Mark 2011-11-03, 21:04
We had one problem that would pop up out of nowhere...
Another serious issue was when agents started to produce massive amounts
of data. For example, the logs produced by 1 machine was maybe
1mb/minute but when the agent was unable to communicate with any
collectors for what ever reason it would fill up with GB's of data
sitting in one of flumes subfolders (sent, sending, completed, etc).
Any links on how to create some real time analysis using kafka?
On 11/3/11 12:18 PM, Neha Narkhede wrote:
>>> First and foremost we are currently using RSylog to aggregate our logs from our application servers.
> This is similar to the legacy system we had at LinkedIn, now
> successfully replaced by Kafka.
>>> Although this strategy has been working for our bulk processing needs it doen'st help us much with realtime analysis, something we would really like to introduce.
> Kafka is designed to efficiently feed both real time and offline data
> pipelines. Being a pub-sub messaging system, it fits the need for
> real-time applications well. Its high throughput nature and built-in
> consumer parallelism features make it a good fit for feeding large
> systems like Hadoop and data-warehouses. At LinkedIn, we use it for
> activity tracking as well as real time RPC log analysis.
> For more information, please visit our webpage -
> http://incubator.apache.org/kafka/index.html. It has a detailed design
> writeup, and quickstart for you to try it out.
>>> We've tried Flume but that didn't work out too well.
> I'm interested in knowing what roadblocks you hit while trying Flume
> out, for curiosity sake ?
> On Thu, Nov 3, 2011 at 11:58 AM, Mark<[EMAIL PROTECTED]> wrote:
>> Neha thanks for the response.
>> I'll try and explain our use case. First and foremost we are currently using
>> RSylog to aggregate our logs from our application servers. This is
>> accomplished using their TCP plugin which sends logs to a cluster of logging
>> machines. At the end of the day we then import this into Hadoop. Although
>> this strategy has been working for our bulk processing needs it doen'st help
>> us much with realtime analysis, something we would really like to introduce.
>> We've tried Flume but that didn't work out too well. So now we are in the
>> process of looking into alternative technologies that can help us with both
>> our bulk and realtime analysis needs.
>> Does it sound like Kafka would be a nice fit for our use case? Are there any
>> examples, documentation on realtime analysis with Kafka?
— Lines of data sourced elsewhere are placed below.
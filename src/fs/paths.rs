//! Path and directory management.

use std::path::{Path, PathBuf};

use directories::UserDirs;

use crate::error::Result;
use crate::fs::naming::{photo_filename, sanitize_path_component};

/// Resolve the download destination.
///
/// Uses the explicit directory when given, otherwise the user's Downloads
/// directory, otherwise the current directory.
pub fn resolve_destination(explicit: Option<&Path>) -> PathBuf {
    if let Some(dir) = explicit.filter(|d| !d.as_os_str().is_empty()) {
        return dir.to_path_buf();
    }

    UserDirs::new()
        .and_then(|dirs| dirs.download_dir().map(Path::to_path_buf))
        .unwrap_or_else(|| std::env::current_dir().unwrap_or_else(|_| PathBuf::from(".")))
}

/// Get the folder for a user's downloads under `base`.
pub fn get_user_folder(base: &Path, username: &str) -> Result<PathBuf> {
    Ok(base.join(sanitize_path_component(username)?))
}

/// Path of a video file.
pub fn video_path(destination: &Path, base_name: &str) -> PathBuf {
    destination.join(format!("{}.mp4", base_name))
}

/// Paths of the images of a photo post, in display order.
pub fn photo_paths(destination: &Path, base_name: &str, count: usize) -> Vec<PathBuf> {
    let folder = destination.join(base_name);
    (0..count).map(|i| folder.join(photo_filename(i))).collect()
}
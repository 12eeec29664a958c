//! Filename generation and manipulation.

use crate::config::FilenameKey;
use crate::error::{Error, Result};
use crate::media::CanonicalItem;

/// Separator between filename components.
pub const FILENAME_SEPARATOR: &str = "_";

/// Maximum length of the description component, in characters.
pub const MAX_DESCRIPTION_LENGTH: usize = 100;

/// Placeholder for an item without a usable description.
pub const EMPTY_DESCRIPTION: &str = "no_desc";

/// Make a description safe to use as a filename component.
///
/// Strips `<>:"/\|?*` and control characters, trims surrounding whitespace and
/// dots, and truncates to [`MAX_DESCRIPTION_LENGTH`] characters.
pub fn sanitize_description(description: &str) -> String {
    let stripped: String = description
        .chars()
        .filter(|c| !matches!(c, '<' | '>' | ':' | '"' | '/' | '\\' | '|' | '?' | '*'))
        .map(|c| if c.is_control() { ' ' } else { c })
        .collect();

    let truncated: String = stripped
        .trim()
        .chars()
        .take(MAX_DESCRIPTION_LENGTH)
        .collect();

    let cleaned = truncated.trim().trim_matches('.').trim();
    if cleaned.is_empty() {
        EMPTY_DESCRIPTION.to_string()
    } else {
        cleaned.to_string()
    }
}

/// Build the base filename (no extension) for an item.
///
/// Components appear in `keys` order. An empty key list yields the ID alone.
pub fn build_filename(item: &CanonicalItem, keys: &[FilenameKey]) -> String {
    if keys.is_empty() {
        return item.id.clone();
    }

    keys.iter()
        .map(|key| match key {
            FilenameKey::Id => item.id.clone(),
            FilenameKey::Timestamp => item.created_at.to_string(),
            FilenameKey::Description => sanitize_description(&item.description),
        })
        .collect::<Vec<_>>()
        .join(FILENAME_SEPARATOR)
}

/// Sanitize a path component (folder or file name) with less strict validation.
///
/// This is used for usernames and other path components where we want to
/// sanitize rather than reject on certain characters.
pub fn sanitize_path_component(name: &str) -> Result<String> {
    // Reject path traversal attempts
    if name.contains("..") {
        return Err(Error::InvalidFilename(format!(
            "Path traversal detected: '{}'",
            name
        )));
    }

    if name.contains('\0') {
        return Err(Error::InvalidFilename(format!(
            "Null bytes not allowed: '{}'",
            name
        )));
    }

    let sanitized: String = name
        .chars()
        .map(|c| match c {
            '/' | '\\' | ':' | '*' | '?' | '"' | '<' | '>' | '|' => '_',
            c if c.is_control() => '_',
            c => c,
        })
        .collect();

    if sanitized.trim().is_empty() {
        return Err(Error::InvalidFilename(
            "Path component cannot be empty or whitespace-only".to_string(),
        ));
    }

    Ok(sanitized)
}

/// Filename of the `index`-th (zero-based) image of a photo post.
pub fn photo_filename(index: usize) -> String {
    format!("{}.jpg", index + 1)
}
//! Download module for content downloading.
//!
//! This module provides:
//! - The download queue and its per-item state machine
//! - The orchestrator driving lookups and file phases
//! - User feed collection
//! - The file sink writing media to disk
//! - Download statistics

pub mod feed;
pub mod orchestrator;
pub mod queue;
pub mod sink;
pub mod state;

pub use feed::{collect_user_feed, FeedSource, UserFeed};
pub use orchestrator::{
    download_item, DownloadOrchestrator, ItemSource, OrchestratorOptions, DEFAULT_MIN_DELAY,
};
pub use queue::{
    dedup_urls, parse_queue_input, DownloadQueue, DownloadQueueItem, QueueStatus, QueueSummary,
    QueueUpdate,
};
pub use sink::{FileSink, HttpFileSink};
pub use state::DownloadStats;
//! Configuration module for the tiktok-downloader.
//!
//! This module handles:
//! - Loading configuration from TOML files
//! - CLI argument parsing and merging
//! - Configuration validation

pub mod loader;
pub mod modes;
pub mod validation;

pub use loader::{
    AccountConfig, Config, DeviceConfig, EndpointsConfig, OptionsConfig, SignerConfig,
};
pub use modes::{DownloadMode, FilenameKey};
pub use validation::{parse_item_id, validate_config, validate_username};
>> On 11/3/11 11:37 AM, Neha Narkhede wrote:
>>> For activity on the mailing list, take a look at these metrics -
>>> For activity of the committers and the development -
>>> A full-fledged comparison can be quite lengthy. Would you mind
>>> describing your case ? We can discuss the available alternatives and
>>> how Kafka would fit in.
>>> Kafka has been deployed in production at LinkedIn for over a year and
>>> a half. I believe there are other smaller startups using it too, and
>>> more in the pipeline.
>>> On Thu, Nov 3, 2011 at 11:00 AM, Mark<[EMAIL PROTECTED]> wrote:
>>>> I was wondering what the current state of Kafka is. Is it gaining much
>>>> traction? How active is the project, commiters and mailing lists? Are
>>>> other more popular alternatives out there? Any comparasion would help.
>>>> Thanks for any input.